Saved entries
:::::
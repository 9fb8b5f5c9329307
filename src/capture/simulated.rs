// In-process capture backend that stands in for the native hooks

use anyhow::{bail, Result};
use std::sync::atomic::{AtomicUsize, Ordering};
use std::sync::{Mutex, MutexGuard, PoisonError};
use std::time::Duration;
use tokio::time::Instant;
use tracing::{debug, info};

use super::capability::CaptureCapability;

/// Configuration for the simulated backend
#[derive(Debug, Clone)]
pub struct SimulatedCaptureConfig {
    /// Sample rate of the generated PCM
    pub sample_rate: u32,
    /// Number of interleaved channels
    pub channels: u16,
    /// Delay before `start` resolves
    pub start_latency: Duration,
    /// Delay before `stop` resolves
    pub stop_latency: Duration,
    /// Whether `is_supported` reports true
    pub supported: bool,
}

impl Default for SimulatedCaptureConfig {
    fn default() -> Self {
        Self {
            sample_rate: 16000, // 16kHz
            channels: 1,        // Mono
            start_latency: Duration::ZERO,
            stop_latency: Duration::ZERO,
            supported: true,
        }
    }
}

#[derive(Debug, Default)]
struct SimState {
    capturing_since: Option<Instant>,
    max_duration: Duration,
    fail_next_start: Option<String>,
    fail_stops: Option<String>,
}

/// Simulated system-audio capture
///
/// Produces silent 16-bit little-endian PCM sized by the time between
/// `start` and `stop`, capped at the max-duration hint. Failures can be
/// injected and every call is counted.
#[derive(Debug)]
pub struct SimulatedCapture {
    config: SimulatedCaptureConfig,
    state: Mutex<SimState>,
    start_calls: AtomicUsize,
    stop_calls: AtomicUsize,
}

impl SimulatedCapture {
    pub fn new(config: SimulatedCaptureConfig) -> Self {
        info!(
            "Simulated capture initialized ({}Hz, {} channels)",
            config.sample_rate, config.channels
        );

        Self {
            config,
            state: Mutex::new(SimState::default()),
            start_calls: AtomicUsize::new(0),
            stop_calls: AtomicUsize::new(0),
        }
    }

    /// Backend that reports the capability as unavailable
    pub fn unsupported() -> Self {
        Self::new(SimulatedCaptureConfig {
            supported: false,
            ..Default::default()
        })
    }

    /// Make the next `start` call fail with `message`
    pub fn fail_next_start(&self, message: impl Into<String>) {
        self.lock().fail_next_start = Some(message.into());
    }

    /// Make every `stop` call fail with `message` until cleared
    pub fn fail_stops(&self, message: impl Into<String>) {
        self.lock().fail_stops = Some(message.into());
    }

    pub fn clear_failures(&self) {
        let mut state = self.lock();
        state.fail_next_start = None;
        state.fail_stops = None;
    }

    /// Number of `start` calls received, including failed ones
    pub fn start_calls(&self) -> usize {
        self.start_calls.load(Ordering::SeqCst)
    }

    /// Number of `stop` calls received, including failed ones
    pub fn stop_calls(&self) -> usize {
        self.stop_calls.load(Ordering::SeqCst)
    }

    pub fn is_capturing(&self) -> bool {
        self.lock().capturing_since.is_some()
    }

    /// Bytes of PCM produced for `elapsed` of capture
    pub fn payload_len(&self, elapsed: Duration) -> usize {
        let frames = (elapsed.as_secs_f64() * self.config.sample_rate as f64) as usize;
        frames * self.config.channels as usize * std::mem::size_of::<i16>()
    }

    fn lock(&self) -> MutexGuard<'_, SimState> {
        self.state.lock().unwrap_or_else(PoisonError::into_inner)
    }
}

impl Default for SimulatedCapture {
    fn default() -> Self {
        Self::new(SimulatedCaptureConfig::default())
    }
}

#[async_trait::async_trait]
impl CaptureCapability for SimulatedCapture {
    fn is_supported(&self) -> bool {
        self.config.supported
    }

    async fn start(&self, max_duration: Duration) -> Result<()> {
        self.start_calls.fetch_add(1, Ordering::SeqCst);

        if !self.config.start_latency.is_zero() {
            tokio::time::sleep(self.config.start_latency).await;
        }

        let mut state = self.lock();
        if let Some(message) = state.fail_next_start.take() {
            bail!(message);
        }
        if state.capturing_since.is_some() {
            bail!("Capture device busy: a capture is already running");
        }

        state.capturing_since = Some(Instant::now());
        state.max_duration = max_duration;

        debug!("Simulated capture started (max {:?})", max_duration);

        Ok(())
    }

    async fn stop(&self) -> Result<Vec<u8>> {
        self.stop_calls.fetch_add(1, Ordering::SeqCst);

        if !self.config.stop_latency.is_zero() {
            tokio::time::sleep(self.config.stop_latency).await;
        }

        let (elapsed, failure) = {
            let mut state = self.lock();
            let failure = state.fail_stops.clone();
            let Some(since) = state.capturing_since.take() else {
                bail!("No capture in progress");
            };
            (since.elapsed().min(state.max_duration), failure)
        };

        // The native side releases the device even when handing back the
        // buffer fails.
        if let Some(message) = failure {
            bail!(message);
        }

        let payload = vec![0u8; self.payload_len(elapsed)];

        debug!(
            "Simulated capture stopped ({:.2}s, {} bytes)",
            elapsed.as_secs_f64(),
            payload.len()
        );

        Ok(payload)
    }

    fn name(&self) -> &str {
        "Simulated capture"
    }
}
:::::
TASK GOAL>
Within the records above, the line carrying "let Some(since) = state.capturing_since.take()" starts the range and the last line ends it. Set down that range exactly.

RESPONSE TO THIS TASK>
            let Some(since) = state.capturing_since.take() else {
                bail!("No capture in progress");
            };
            (since.elapsed().min(state.max_duration), failure)
        };

        // The native side releases the device even when handing back the
        // buffer fails.
        if let Some(message) = failure {
            bail!(message);
        }

        let payload = vec![0u8; self.payload_len(elapsed)];

        debug!(
            "Simulated capture stopped ({:.2}s, {} bytes)",
            elapsed.as_secs_f64(),
            payload.len()
        );

        Ok(payload)
    }

    fn name(&self) -> &str {
        "Simulated capture"
    }
}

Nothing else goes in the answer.